> _TO DO_: Locate, in the data below, the line that contains "use num::Zero;" and the line that contains "slab in turn."; reproduce exactly those two lines and every line between them, nothing more.

> _DATA_:
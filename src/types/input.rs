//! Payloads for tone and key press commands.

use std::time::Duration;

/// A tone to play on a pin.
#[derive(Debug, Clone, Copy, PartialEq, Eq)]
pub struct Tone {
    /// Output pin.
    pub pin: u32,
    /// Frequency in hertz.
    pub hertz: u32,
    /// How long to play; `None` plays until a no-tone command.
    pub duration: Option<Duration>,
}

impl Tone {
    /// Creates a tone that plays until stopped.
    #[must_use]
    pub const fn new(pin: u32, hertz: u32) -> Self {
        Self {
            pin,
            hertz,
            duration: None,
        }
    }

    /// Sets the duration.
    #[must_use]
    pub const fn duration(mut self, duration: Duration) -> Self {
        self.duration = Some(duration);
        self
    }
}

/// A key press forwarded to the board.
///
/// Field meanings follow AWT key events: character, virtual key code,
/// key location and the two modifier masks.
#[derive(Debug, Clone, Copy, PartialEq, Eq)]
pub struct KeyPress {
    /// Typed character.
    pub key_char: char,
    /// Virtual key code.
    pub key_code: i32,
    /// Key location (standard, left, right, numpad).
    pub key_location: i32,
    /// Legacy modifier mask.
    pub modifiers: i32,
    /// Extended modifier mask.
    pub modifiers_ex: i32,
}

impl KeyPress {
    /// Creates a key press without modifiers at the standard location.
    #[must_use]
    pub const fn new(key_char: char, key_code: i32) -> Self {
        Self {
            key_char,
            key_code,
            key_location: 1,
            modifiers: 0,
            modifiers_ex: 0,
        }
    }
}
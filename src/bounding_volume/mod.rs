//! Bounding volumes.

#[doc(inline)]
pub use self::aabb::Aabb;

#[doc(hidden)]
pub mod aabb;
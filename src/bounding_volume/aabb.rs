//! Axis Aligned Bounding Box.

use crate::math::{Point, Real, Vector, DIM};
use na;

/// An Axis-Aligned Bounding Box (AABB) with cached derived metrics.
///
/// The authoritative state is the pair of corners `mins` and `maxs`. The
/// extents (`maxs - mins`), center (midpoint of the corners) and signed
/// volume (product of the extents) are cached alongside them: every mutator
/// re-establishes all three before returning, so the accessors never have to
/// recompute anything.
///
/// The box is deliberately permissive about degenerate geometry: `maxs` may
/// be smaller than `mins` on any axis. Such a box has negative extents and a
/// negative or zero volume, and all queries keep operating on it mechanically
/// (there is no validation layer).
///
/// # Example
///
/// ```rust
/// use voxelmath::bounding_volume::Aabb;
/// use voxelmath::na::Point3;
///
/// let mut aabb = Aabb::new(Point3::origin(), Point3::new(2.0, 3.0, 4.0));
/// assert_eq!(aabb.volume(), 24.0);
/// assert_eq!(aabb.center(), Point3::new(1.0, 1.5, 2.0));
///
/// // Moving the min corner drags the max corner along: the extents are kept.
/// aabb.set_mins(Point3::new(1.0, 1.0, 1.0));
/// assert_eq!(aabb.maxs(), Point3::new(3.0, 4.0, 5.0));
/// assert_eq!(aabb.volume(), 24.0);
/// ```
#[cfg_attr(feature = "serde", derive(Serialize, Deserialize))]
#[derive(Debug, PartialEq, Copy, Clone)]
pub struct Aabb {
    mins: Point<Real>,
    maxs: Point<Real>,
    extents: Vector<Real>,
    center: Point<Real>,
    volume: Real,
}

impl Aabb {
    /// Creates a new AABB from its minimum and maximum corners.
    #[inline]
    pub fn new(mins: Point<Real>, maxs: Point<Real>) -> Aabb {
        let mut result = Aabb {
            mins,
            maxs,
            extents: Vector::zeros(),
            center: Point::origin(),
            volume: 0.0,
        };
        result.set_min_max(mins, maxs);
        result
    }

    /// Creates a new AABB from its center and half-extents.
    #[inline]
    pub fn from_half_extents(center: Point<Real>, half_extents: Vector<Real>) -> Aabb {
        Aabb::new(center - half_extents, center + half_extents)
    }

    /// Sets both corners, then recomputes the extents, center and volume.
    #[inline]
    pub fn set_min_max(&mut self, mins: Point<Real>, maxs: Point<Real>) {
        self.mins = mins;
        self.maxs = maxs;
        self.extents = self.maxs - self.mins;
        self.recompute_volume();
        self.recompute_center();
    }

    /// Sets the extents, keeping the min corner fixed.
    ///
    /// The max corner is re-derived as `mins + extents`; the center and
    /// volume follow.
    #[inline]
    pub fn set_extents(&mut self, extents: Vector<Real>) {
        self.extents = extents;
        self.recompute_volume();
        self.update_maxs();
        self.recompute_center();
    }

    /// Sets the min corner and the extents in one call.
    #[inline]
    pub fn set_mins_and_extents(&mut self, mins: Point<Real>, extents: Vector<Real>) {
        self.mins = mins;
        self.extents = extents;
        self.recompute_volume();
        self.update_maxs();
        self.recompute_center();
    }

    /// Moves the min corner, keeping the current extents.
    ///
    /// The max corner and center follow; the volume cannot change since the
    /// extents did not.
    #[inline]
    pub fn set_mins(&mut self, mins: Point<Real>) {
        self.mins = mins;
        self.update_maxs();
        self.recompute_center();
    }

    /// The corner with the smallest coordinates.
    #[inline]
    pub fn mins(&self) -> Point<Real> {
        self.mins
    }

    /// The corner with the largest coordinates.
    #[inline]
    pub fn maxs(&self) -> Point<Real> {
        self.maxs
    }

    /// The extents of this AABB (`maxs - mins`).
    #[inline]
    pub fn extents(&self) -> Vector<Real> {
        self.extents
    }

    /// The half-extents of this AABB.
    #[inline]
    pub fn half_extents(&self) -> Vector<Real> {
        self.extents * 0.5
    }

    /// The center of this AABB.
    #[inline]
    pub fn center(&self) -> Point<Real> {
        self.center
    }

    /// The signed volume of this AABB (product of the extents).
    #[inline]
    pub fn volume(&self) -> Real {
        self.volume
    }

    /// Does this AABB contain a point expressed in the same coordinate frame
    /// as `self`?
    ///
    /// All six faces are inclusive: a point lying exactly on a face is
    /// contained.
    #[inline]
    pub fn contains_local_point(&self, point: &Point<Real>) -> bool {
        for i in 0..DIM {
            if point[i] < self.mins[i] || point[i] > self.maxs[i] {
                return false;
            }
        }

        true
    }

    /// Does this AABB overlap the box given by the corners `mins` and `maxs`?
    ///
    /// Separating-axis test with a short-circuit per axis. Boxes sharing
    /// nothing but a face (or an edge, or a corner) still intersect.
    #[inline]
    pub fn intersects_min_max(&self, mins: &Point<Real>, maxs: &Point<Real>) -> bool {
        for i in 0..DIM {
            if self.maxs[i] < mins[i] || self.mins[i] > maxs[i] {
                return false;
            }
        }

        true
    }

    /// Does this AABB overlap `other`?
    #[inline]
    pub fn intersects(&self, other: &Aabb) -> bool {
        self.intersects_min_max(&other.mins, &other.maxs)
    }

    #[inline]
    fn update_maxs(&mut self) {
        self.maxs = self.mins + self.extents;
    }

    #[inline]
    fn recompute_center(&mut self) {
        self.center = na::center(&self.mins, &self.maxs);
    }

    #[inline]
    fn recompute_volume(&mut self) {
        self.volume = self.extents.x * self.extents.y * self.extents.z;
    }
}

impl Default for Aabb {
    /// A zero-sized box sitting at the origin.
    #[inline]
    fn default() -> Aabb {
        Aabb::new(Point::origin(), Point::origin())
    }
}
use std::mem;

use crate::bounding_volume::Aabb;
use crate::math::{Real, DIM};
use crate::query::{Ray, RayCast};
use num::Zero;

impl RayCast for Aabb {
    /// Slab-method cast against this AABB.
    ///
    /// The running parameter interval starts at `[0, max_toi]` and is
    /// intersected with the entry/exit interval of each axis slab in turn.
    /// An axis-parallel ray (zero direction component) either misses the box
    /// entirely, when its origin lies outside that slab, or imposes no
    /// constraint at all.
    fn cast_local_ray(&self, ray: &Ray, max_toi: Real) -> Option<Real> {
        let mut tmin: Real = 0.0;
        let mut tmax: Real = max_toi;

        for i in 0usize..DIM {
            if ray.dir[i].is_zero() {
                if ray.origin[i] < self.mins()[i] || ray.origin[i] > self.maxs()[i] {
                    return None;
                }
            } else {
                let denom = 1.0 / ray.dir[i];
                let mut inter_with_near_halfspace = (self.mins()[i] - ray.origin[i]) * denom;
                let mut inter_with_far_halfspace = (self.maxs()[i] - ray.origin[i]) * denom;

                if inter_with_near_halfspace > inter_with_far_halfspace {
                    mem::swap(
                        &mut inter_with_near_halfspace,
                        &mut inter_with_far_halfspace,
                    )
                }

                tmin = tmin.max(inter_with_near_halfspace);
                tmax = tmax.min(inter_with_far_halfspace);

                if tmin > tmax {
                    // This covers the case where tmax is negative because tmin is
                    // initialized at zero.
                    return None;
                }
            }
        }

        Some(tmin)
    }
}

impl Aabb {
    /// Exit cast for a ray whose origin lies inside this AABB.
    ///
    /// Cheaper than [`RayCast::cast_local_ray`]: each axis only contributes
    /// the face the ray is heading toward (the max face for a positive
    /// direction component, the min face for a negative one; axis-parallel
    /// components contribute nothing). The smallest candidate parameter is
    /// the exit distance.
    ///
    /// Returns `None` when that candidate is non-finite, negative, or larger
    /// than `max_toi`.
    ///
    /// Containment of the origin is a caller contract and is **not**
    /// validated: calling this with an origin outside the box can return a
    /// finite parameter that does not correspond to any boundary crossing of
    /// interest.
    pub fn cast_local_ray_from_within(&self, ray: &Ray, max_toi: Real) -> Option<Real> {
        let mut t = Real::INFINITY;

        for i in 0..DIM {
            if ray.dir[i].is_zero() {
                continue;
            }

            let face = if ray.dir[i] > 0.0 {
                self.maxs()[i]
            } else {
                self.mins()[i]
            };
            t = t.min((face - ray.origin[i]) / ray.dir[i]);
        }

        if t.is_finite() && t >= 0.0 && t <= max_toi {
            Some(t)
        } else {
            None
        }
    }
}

> _RESULT OF THIS EXERCISE_:
use num::Zero;

impl RayCast for Aabb {
    /// Slab-method cast against this AABB.
    ///
    /// The running parameter interval starts at `[0, max_toi]` and is
    /// intersected with the entry/exit interval of each axis slab in turn.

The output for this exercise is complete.